Look over the data below and give the number of lines containing the word "AuthenticatedUser", with no other words.

━━━━━━━━━━━━━━━━━━━━━━━━━━━━━━

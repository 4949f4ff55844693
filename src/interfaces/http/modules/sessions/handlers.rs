//! Charging session API handlers

use std::sync::Arc;

use axum::extract::{Path, State};
use axum::http::StatusCode;
use axum::{Extension, Json};

use super::dto::{SessionStartedResponse, StartSessionRequest};
use crate::application::SessionService;
use crate::interfaces::http::common::{ApiError, MessageResponse, ValidatedJson};
use crate::interfaces::http::middleware::AuthenticatedUser;

/// Session state
#[derive(Clone)]
pub struct SessionHandlerState {
    pub sessions: Arc<SessionService>,
}

#[utoipa::path(
    post,
    path = "/api/sessions/start",
    tag = "Sessions",
    security(("bearer_auth" = [])),
    request_body = StartSessionRequest,
    responses(
        (status = 201, description = "Session started", body = SessionStartedResponse),
        (status = 400, description = "Station missing or occupied", body = MessageResponse),
        (status = 401, description = "Missing or invalid token", body = MessageResponse)
    )
)]
pub async fn start_session(
    State(state): State<SessionHandlerState>,
    Extension(user): Extension<AuthenticatedUser>,
    ValidatedJson(request): ValidatedJson<StartSessionRequest>,
) -> Result<(StatusCode, Json<SessionStartedResponse>), ApiError> {
    let session = state
        .sessions
        .start_session(&user.user_id, request.station_id)
        .await?;

    Ok((
        StatusCode::CREATED,
        Json(SessionStartedResponse {
            message: "Session started!".to_string(),
            session_id: session.id,
        }),
    ))
}

#[utoipa::path(
    post,
    path = "/api/sessions/end/{session_id}",
    tag = "Sessions",
    security(("bearer_auth" = [])),
    params(("session_id" = i32, Path, description = "Session to end")),
    responses(
        (status = 200, description = "Session ended", body = MessageResponse),
        (status = 404, description = "Session not found", body = MessageResponse),
        (status = 401, description = "Missing or invalid token", body = MessageResponse)
    )
)]
pub async fn end_session(
    State(state): State<SessionHandlerState>,
    Path(session_id): Path<i32>,
) -> Result<Json<MessageResponse>, ApiError> {
    state.sessions.end_session(session_id).await?;
    Ok(Json(MessageResponse::new("Session ended!")))
}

━━━━━━━━━━━━━━━━━━━━━━━━━━━━━━

__RESULT__
2